NiNLP characterization and trE-His immobilization. (a) NiNLPs were purified by SEC (shaded region) and analyzed for purity by native gel electrophoresis (inset). (b) Conjugation of WNV trE-His antigen to NiNLPs was verified by centrifugal filtration using a 100 kDa molecular weight cut-off membrane. Total sample (T) and retentate after filtration (R) were resolved by SDS-PAGE and developed using SyproRuby.

To determine the ability of NiNLP technology to enhance the antigenicity of recombinant protein immunogens, the envelope protein (E) of West Nile virus (WNV) was identified as a candidate immunogen. Flaviviruses are responsible for serious diseases, including encephalitis (caused by WNV and Japanese encephalitis virus) as well as hemorrhagic fevers (caused by yellow fever virus and dengue viruses) (36). Two types of vaccines are currently available against flaviviruses: live-attenuated vaccines (LAVs) and formalin inactivated vaccines (INVs). While effective, LAVs are not recommended for all individuals and has been associated with adverse side effects (37). INVs are considered to be a safer type of vaccine, although multiple doses are required to induce high and long-lasting immunity (38). Therefore, safer and more potent vaccines need to be developed.

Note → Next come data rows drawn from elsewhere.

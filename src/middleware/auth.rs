use actix_web::{
    dev::{forward_ready, Service, ServiceRequest, ServiceResponse, Transform},
    error::InternalError,
    web, Error, HttpMessage, HttpRequest,
};
use futures::future::LocalBoxFuture;
use std::future::{ready, Ready};
use std::rc::Rc;

use crate::database::MongoDB;
use crate::services::auth_service;
use crate::utils::blacklist::TokenBlacklist;
use crate::utils::error::AppError;

/// Raw bearer token, stashed in request extensions for handlers that need
/// the exact presented string (logout revokes it verbatim).
#[derive(Clone)]
pub struct BearerToken(pub String);

pub fn bearer_from_request(req: &HttpRequest) -> Option<String> {
    req.headers()
        .get("Authorization")?
        .to_str()
        .ok()?
        .strip_prefix("Bearer ")
        .map(|token| token.to_string())
}

// Auth failures still answer with the JSON `{message}` shape
fn deny(error: AppError) -> Error {
    let response = error.to_response();
    InternalError::from_response(error.to_string(), response).into()
}

/// Guards user routes: bearer token present, not revoked, signature and
/// expiry valid. Claims and the raw token land in request extensions.
pub struct UserAuth;

impl<S, B> Transform<S, ServiceRequest> for UserAuth
where
    S: Service<ServiceRequest, Response = ServiceResponse<B>, Error = Error>,
    S::Future: 'static,
    B: 'static,
{
    type Response = ServiceResponse<B>;
    type Error = Error;
    type InitError = ();
    type Transform = UserAuthService<S>;
    type Future = Ready<Result<Self::Transform, Self::InitError>>;

    fn new_transform(&self, service: S) -> Self::Future {
        ready(Ok(UserAuthService { service }))
    }
}

pub struct UserAuthService<S> {
    service: S,
}

impl<S, B> Service<ServiceRequest> for UserAuthService<S>
where
    S: Service<ServiceRequest, Response = ServiceResponse<B>, Error = Error>,
    S::Future: 'static,
    B: 'static,
{
    type Response = ServiceResponse<B>;
    type Error = Error;
    type Future = LocalBoxFuture<'static, Result<Self::Response, Self::Error>>;

    forward_ready!(service);

    fn call(&self, req: ServiceRequest) -> Self::Future {
        let token = match bearer_from_request(req.request()) {
            Some(token) => token,
            None => {
                return Box::pin(async move {
                    Err(deny(AppError::Authentication("No token provided".to_string())))
                })
            }
        };

        let revoked = req
            .app_data::<web::Data<TokenBlacklist>>()
            .map(|blacklist| blacklist.contains(&token))
            .unwrap_or(false);
        if revoked {
            return Box::pin(async move {
                Err(deny(AppError::Authentication(
                    "Token has been invalidated".to_string(),
                )))
            });
        }

        match auth_service::verify_token(&token) {
            Ok(claims) => {
                req.extensions_mut().insert(claims);
                req.extensions_mut().insert(BearerToken(token));
                let fut = self.service.call(req);
                Box::pin(async move { fut.await })
            }
            Err(error) => Box::pin(async move { Err(deny(error)) }),
        }
    }
}

/// Guards admin routes: everything `UserAuth` checks, plus the `role` claim
/// and a lookup confirming the admin account still exists.
pub struct AdminAuth;

impl<S, B> Transform<S, ServiceRequest> for AdminAuth
where
    S: Service<ServiceRequest, Response = ServiceResponse<B>, Error = Error> + 'static,
    S::Future: 'static,
    B: 'static,
{
    type Response = ServiceResponse<B>;
    type Error = Error;
    type InitError = ();
    type Transform = AdminAuthService<S>;
    type Future = Ready<Result<Self::Transform, Self::InitError>>;

    fn new_transform(&self, service: S) -> Self::Future {
        ready(Ok(AdminAuthService {
            service: Rc::new(service),
        }))
    }
}

pub struct AdminAuthService<S> {
    service: Rc<S>,
}

impl<S, B> Service<ServiceRequest> for AdminAuthService<S>
where
    S: Service<ServiceRequest, Response = ServiceResponse<B>, Error = Error> + 'static,
    S::Future: 'static,
    B: 'static,
{
    type Response = ServiceResponse<B>;
    type Error = Error;
    type Future = LocalBoxFuture<'static, Result<Self::Response, Self::Error>>;

    forward_ready!(service);

    fn call(&self, req: ServiceRequest) -> Self::Future {
        let service = Rc::clone(&self.service);

        Box::pin(async move {
            let token = match bearer_from_request(req.request()) {
                Some(token) => token,
                None => {
                    return Err(deny(AppError::Authentication(
                        "No token provided".to_string(),
                    )))
                }
            };

            let claims = match auth_service::verify_admin_token(&token) {
                Ok(claims) => claims,
                Err(error) => return Err(deny(error)),
            };

            let db = match req.app_data::<web::Data<MongoDB>>() {
                Some(db) => db.clone(),
                None => {
                    return Err(deny(AppError::Internal(
                        "Database not configured".to_string(),
                    )))
                }
            };

            // A token issued for a since-deleted admin stops working here
            match auth_service::find_admin(&db, &claims.id).await {
                Ok(Some(_)) => {}
                Ok(None) => {
                    return Err(deny(AppError::Authentication("Admin not found".to_string())))
                }
                Err(error) => return Err(deny(error)),
            }

            req.extensions_mut().insert(claims);
            service.call(req).await
        })
    }
}
use actix_web::{HttpResponse, Responder};
use serde::{Deserialize, Serialize};

#[derive(Serialize, Deserialize, utoipa::ToSchema)]
pub struct HealthResponse {
    pub status: String,
    pub service: String,
    pub version: String,
    pub timestamp: i64,
}

#[utoipa::path(
    get,
    path = "/health",
    tag = "Health",
    responses(
        (status = 200, description = "Service is healthy", body = HealthResponse)
    )
)]
pub async fn health_check() -> impl Responder {
    HttpResponse::Ok().json(HealthResponse {
        status: "healthy".to_string(),
        service: "studyhub-service".to_string(),
        version: env!("CARGO_PKG_VERSION").to_string(),
        timestamp: chrono::Utc::now().timestamp(),
    })
}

Vaccine-induced immunity to flavivirus infection has been linked to the E protein (36). In particular, vaccines based on subviral particles, characterized as 25 nm-diameter cell-derived lipid bilayers coated with E, have been effective against live viral challenges (3944). These studies have confirmed the potential of subviral particles as vaccine candidates, but they are currently limited to vaccine formulations against viral targets. Recombinantly-expressed E protein has been shown to elicit immunity, however only in the presence of various adjuvants (4548). A broadly adaptable platform for the presentation of antigens from a wide range of pathogens (e.g. viruses, bacteria, and parasites) in the absence of adjuvants would therefore present an important complementary approach to vaccine delivery. To adapt the E protein as a model antigen for use with the NiNLP platforms, a truncated variant of E, in which the native C-terminal membrane-binding domains were substituted with a poly-histidine tag (trE-His), was used in this study (49).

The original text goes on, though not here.